Description, Cuases and Risk Factors:
An epidemic, highly communicable but rather mild disease of sudden onset, caused by the epidemic gastroenteritis virus (especially Norwalk agent), with an incubation period of 16-48 hours and a duration of 1-2 days, which affects all age groups; infection is associated with some fever, abdominal cramps, nausea, vomiting, diarrhea, and headache, one or another of which may be predominant.
Alternative Name: Acute infectious nonbacterial gastroenteritis, epidemic nonbacterial gastroenteritis, rotavirus infection; norwalk virus; Gastroenteritis - viral; Stomach flu.
Viral gastroenteritis is a leading cause of severe diarrhea in both adults and children. Many types of viruses can cause gastroenteritis. The most common ones are: Astrovirus Enteric adenovirus, Norovirus (also called Norwalk-like virus). It is common among school-age children. Rotavirus, the leading cause of severe gastroenteritis in children. It can also infect adults exposed to children with the virus. Outbreaks may also occur in nursing homes. These viruses are often found in contaminated food or drinking water. Those with the highest risk for severe gastroenteritis include the young, the elderly, and people who have suppressed immune systems. Most infectious organisms are transmitted by unwashed hands. The best way to prevent viral gastroenteritis is to handle food properly and wash hands thoroughly after using the toilet.

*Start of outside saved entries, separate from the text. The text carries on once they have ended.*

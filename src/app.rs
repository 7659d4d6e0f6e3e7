/// Defines one tier of the stack: where its source lives, how its
/// dependencies are installed, how it is built, and how the
/// supervisor starts it.
///
/// # Example
///
/// ```
/// use stacklift::App;
///
/// let web = App::new("web", "https://git.example.com/forum-web.git")
///     .branch("release")
///     .port(3000)
///     .env("NODE_ENV", "production")
///     .build_command("npm run build")
///     .start_command("npm run serve");
///
/// assert_eq!(web.name, "web");
/// assert_eq!(web.port, Some(3000));
/// ```
#[derive(Debug, Clone)]
pub struct App {
    pub name: String,
    pub repo: String,
    pub branch: String,
    pub port: Option<u16>,
    pub env: Vec<(String, String)>,
    pub install_command: String,
    pub build_command: Option<String>,
    pub start_command: String,
}

impl App {
    #[must_use]
    pub fn new(name: &str, repo: &str) -> Self {
        Self {
            name: name.to_string(),
            repo: repo.to_string(),
            branch: "main".to_string(),
            port: None,
            env: Vec::new(),
            install_command: "npm install".to_string(),
            build_command: None,
            start_command: "npm start".to_string(),
        }
    }

    #[must_use]
    pub fn branch(mut self, branch: &str) -> Self {
        self.branch = branch.to_string();
        self
    }

    #[must_use]
    pub const fn port(mut self, port: u16) -> Self {
        self.port = Some(port);
        self
    }

    #[must_use]
    pub fn env(mut self, key: &str, value: &str) -> Self {
        self.env.push((key.to_string(), value.to_string()));
        self
    }

    #[must_use]
    pub fn install_command(mut self, command: &str) -> Self {
        self.install_command = command.to_string();
        self
    }

    /// Set a build command. Only tiers with a build command go
    /// through the retrying build step.
    #[must_use]
    pub fn build_command(mut self, command: &str) -> Self {
        self.build_command = Some(command.to_string());
        self
    }

    #[must_use]
    pub fn start_command(mut self, command: &str) -> Self {
        self.start_command = command.to_string();
        self
    }
}
use std::process::ExitStatus;

pub type ProvisionResult<T> = Result<T, ProvisionError>;

#[derive(Debug, thiserror::Error)]
pub enum ProvisionError {
    #[error("command failed: {command}")]
    CommandFailed { command: String, status: ExitStatus },

    #[error("command not found: {0}")]
    CommandNotFound(String),

    #[error("prerequisite missing: {0}")]
    PrerequisiteMissing(String),

    #[error("required configuration value missing: {0}")]
    ConfigMissing(String),

    #[error("unsupported OS release: {0}")]
    UnsupportedRelease(String),

    #[error("'{operation}' failed after {attempts} attempts")]
    RetriesExhausted { operation: String, attempts: u32 },

    #[error("service operation failed: {0}")]
    ServiceFailed(String),

    #[error("file not found: {0}")]
    FileNotFound(String),

    #[error("{0}")]
    Other(String),

    #[error(transparent)]
    Io(#[from] std::io::Error),

    #[error(transparent)]
    Json(#[from] serde_json::Error),

    #[error(transparent)]
    Yaml(#[from] serde_yaml::Error),
}
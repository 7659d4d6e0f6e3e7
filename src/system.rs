use std::path::Path;
use std::thread;
use std::time::Duration;

use crate::cmd;
use crate::error::{ProvisionError, ProvisionResult};

/// Whether a package is present on the host.
#[derive(Debug, Clone, Copy, PartialEq, Eq)]
pub enum PackageState {
    Installed,
    NotInstalled,
}

/// Lifecycle actions understood by the service manager.
#[derive(Debug, Clone, Copy, PartialEq, Eq)]
pub enum ServiceAction {
    Start,
    Stop,
    Restart,
    Reload,
    Enable,
}

impl ServiceAction {
    #[must_use]
    pub const fn as_str(self) -> &'static str {
        match self {
            Self::Start => "start",
            Self::Stop => "stop",
            Self::Restart => "restart",
            Self::Reload => "reload",
            Self::Enable => "enable",
        }
    }
}

/// Host mutation seam. Every provisioning step talks to the OS
/// through this trait, so the whole pipeline can run against a fake
/// in tests instead of a real package manager and service manager.
pub trait System {
    /// Query whether a package is installed.
    fn package_state(&self, package: &str) -> ProvisionResult<PackageState>;

    /// Install a package through the OS package manager.
    fn install_package(&self, package: &str) -> ProvisionResult<()>;

    /// Write content to an absolute path, creating parent
    /// directories.
    fn write_file(&self, path: &str, content: &str) -> ProvisionResult<()>;

    /// Run a command and capture its stdout.
    fn run(&self, program: &str, args: &[&str]) -> ProvisionResult<String>;

    /// Run a command with bytes piped to its stdin.
    fn run_with_stdin(&self, program: &str, args: &[&str], stdin: &[u8])
    -> ProvisionResult<String>;

    /// Drive a system service.
    fn control_service(&self, service: &str, action: ServiceAction) -> ProvisionResult<()>;

    /// Check whether a path exists on the host.
    fn path_exists(&self, path: &str) -> bool;

    /// Pause so a just-started service can settle.
    fn settle(&self, duration: Duration);
}

/// Real adapter for the local host, expected to run as root.
/// Packages via `apt-get`/`dpkg-query`, services via `systemctl`.
pub struct HostSystem;

impl System for HostSystem {
    fn package_state(&self, package: &str) -> ProvisionResult<PackageState> {
        let (queried, status) =
            cmd::run_unchecked("dpkg-query", &["-W", "-f=${Status}", package])?;
        Ok(parse_dpkg_status(queried, &status))
    }

    fn install_package(&self, package: &str) -> ProvisionResult<()> {
        cmd::run_interactive("apt-get", &["install", "-y", package])
    }

    fn write_file(&self, path: &str, content: &str) -> ProvisionResult<()> {
        if let Some(parent) = Path::new(path).parent() {
            std::fs::create_dir_all(parent)?;
        }
        std::fs::write(path, content)?;
        Ok(())
    }

    fn run(&self, program: &str, args: &[&str]) -> ProvisionResult<String> {
        cmd::run(program, args)
    }

    fn run_with_stdin(
        &self,
        program: &str,
        args: &[&str],
        stdin: &[u8],
    ) -> ProvisionResult<String> {
        cmd::run_with_stdin(program, args, stdin)
    }

    fn control_service(&self, service: &str, action: ServiceAction) -> ProvisionResult<()> {
        cmd::run("systemctl", &[action.as_str(), service]).map_err(|e| match e {
            ProvisionError::CommandFailed { .. } => ProvisionError::ServiceFailed(format!(
                "systemctl {} {service}",
                action.as_str()
            )),
            other => other,
        })?;
        Ok(())
    }

    fn path_exists(&self, path: &str) -> bool {
        Path::new(path).exists()
    }

    fn settle(&self, duration: Duration) {
        thread::sleep(duration);
    }
}

/// Interpret a `dpkg-query -W -f=${Status}` result. A removed
/// package with leftover config files still exits zero, so the
/// status text decides, not the exit code.
#[must_use]
pub fn parse_dpkg_status(queried: bool, status: &str) -> PackageState {
    if queried && status.contains("install ok installed") {
        PackageState::Installed
    } else {
        PackageState::NotInstalled
    }
}

/// Outcome of the package-presence helper. The numeric codes match
/// the statuses callers log and branch on.
#[derive(Debug, Clone, Copy, PartialEq, Eq)]
pub enum PackageCheck {
    /// Package is present (0).
    Installed,
    /// Called with anything other than exactly one argument (1).
    InvalidUsage,
    /// Package name is empty or whitespace-only (2).
    InvalidName,
    /// Package is absent (3).
    NotInstalled,
}

impl PackageCheck {
    /// Stable numeric status code.
    #[must_use]
    pub const fn code(self) -> u8 {
        match self {
            Self::Installed => 0,
            Self::InvalidUsage => 1,
            Self::InvalidName => 2,
            Self::NotInstalled => 3,
        }
    }
}

/// Check whether a single named package is installed.
///
/// Takes the raw argument list so callers forwarding arguments get
/// the usage check for free: exactly one non-blank name is required.
/// A failed query counts as not installed.
#[must_use]
pub fn is_package_installed(system: &dyn System, args: &[&str]) -> PackageCheck {
    let [package] = args else {
        return PackageCheck::InvalidUsage;
    };

    if package.trim().is_empty() {
        return PackageCheck::InvalidName;
    }

    match system.package_state(package) {
        Ok(PackageState::Installed) => PackageCheck::Installed,
        Ok(PackageState::NotInstalled) | Err(_) => PackageCheck::NotInstalled,
    }
}

/// Install a package unless it is already present. Safe to call
/// repeatedly; the second call is a no-op.
pub fn ensure_package(system: &dyn System, package: &str) -> ProvisionResult<()> {
    match is_package_installed(system, &[package]) {
        PackageCheck::Installed => {
            eprintln!("  {package} already installed, skipping");
            Ok(())
        }
        PackageCheck::NotInstalled => {
            eprintln!("  installing {package}...");
            system.install_package(package)?;
            eprintln!("  {package} installed");
            Ok(())
        }
        status @ (PackageCheck::InvalidUsage | PackageCheck::InvalidName) => Err(
            ProvisionError::Other(format!("invalid package name (status {})", status.code())),
        ),
    }
}

#[cfg(test)]
mod tests {
    use super::*;

    #[test]
    fn installed_status_text_is_installed() {
        assert_eq!(
            parse_dpkg_status(true, "install ok installed"),
            PackageState::Installed
        );
    }

    #[test]
    fn config_files_remnant_is_not_installed() {
        assert_eq!(
            parse_dpkg_status(true, "deinstall ok config-files"),
            PackageState::NotInstalled
        );
    }

    #[test]
    fn failed_query_is_not_installed() {
        assert_eq!(parse_dpkg_status(false, ""), PackageState::NotInstalled);
    }
}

Viral gastroenteritis is highly contagious. The viruses are commonly transmitted by people with unwashed hands. People can get the viruses through close contact with infected individuals by sharing their food, drink, or eating utensils, or by eating food or drinking beverages that are contaminated with the virus. Noroviruses in particular, are typically spread to other people by contact with stool or vomit of infected people and through contaminated water or food—especially oysters from contaminated waters.
Outbreaks of viral gastroenteritis can occur in households, child care settings, schools, nursing homes, cruise ships, camps, dormitories, restaurants, and other places where people gather in groups.
The main symptoms of viral gastroenteritis are watery diarrhea and vomiting. Other symptoms are headache, fever, chills, and abdominal pain. Symptoms usually appear within 4 to 48 hours after exposure to the virus and last for 1 to 2 days, though symptoms can last as long as 10 days.
Your health care provider will look for signs that your body does not have enough water (dehydration). These include, dry or sticky mouth, severe dehydration, low blood pressure, low or no urine output, urine appears dark yellow, sunken eyes. Tests that examine stool samples may be used to identify the specific virus. This is usually not needed for virus gastroenteritis. A stool culture may be done to identify a bacterial cause for diarrhea.
Most cases of viral gastroenteritis resolve over time without specific treatment. Antibiotics are not effective against viral infections. The primary goal of treatment is to reduce the symptoms, and prompt treatment may be needed to prevent dehydration.
There are two rotavirus vaccines for use in children. Vaccination against rotavirus is recommended by the American Academy of Pediatrics. RotaTeq is one of the vaccines. A serious intestinal problem called intussusception has been reported in a small number of infants who received the RotaTeq vaccine. Immediately call your doctor if your child received this vaccine and has stomach pain, vomiting, diarrhea, blood in the stool, or a change in bowel movements.
Your body needs fluids to function. Dehydration is the loss of fluids from the body. Important salts or minerals, known as electrolytes, can also be lost with the fluids. Fluids and electrolytes (salt and minerals) lost through diarrhea or vomiting must be replaced by drinking extra fluids. Even if you are able to eat, you should still drink extra fluids between meals.
Food may be offered frequently in small amounts. Suggested foods include: Cereals, bread, potatoes, lean meats, plain yogurt, bananas, fresh apples, and vegetables.
DISCLAIMER: This information should not substitute for seeking responsible, professional medical care.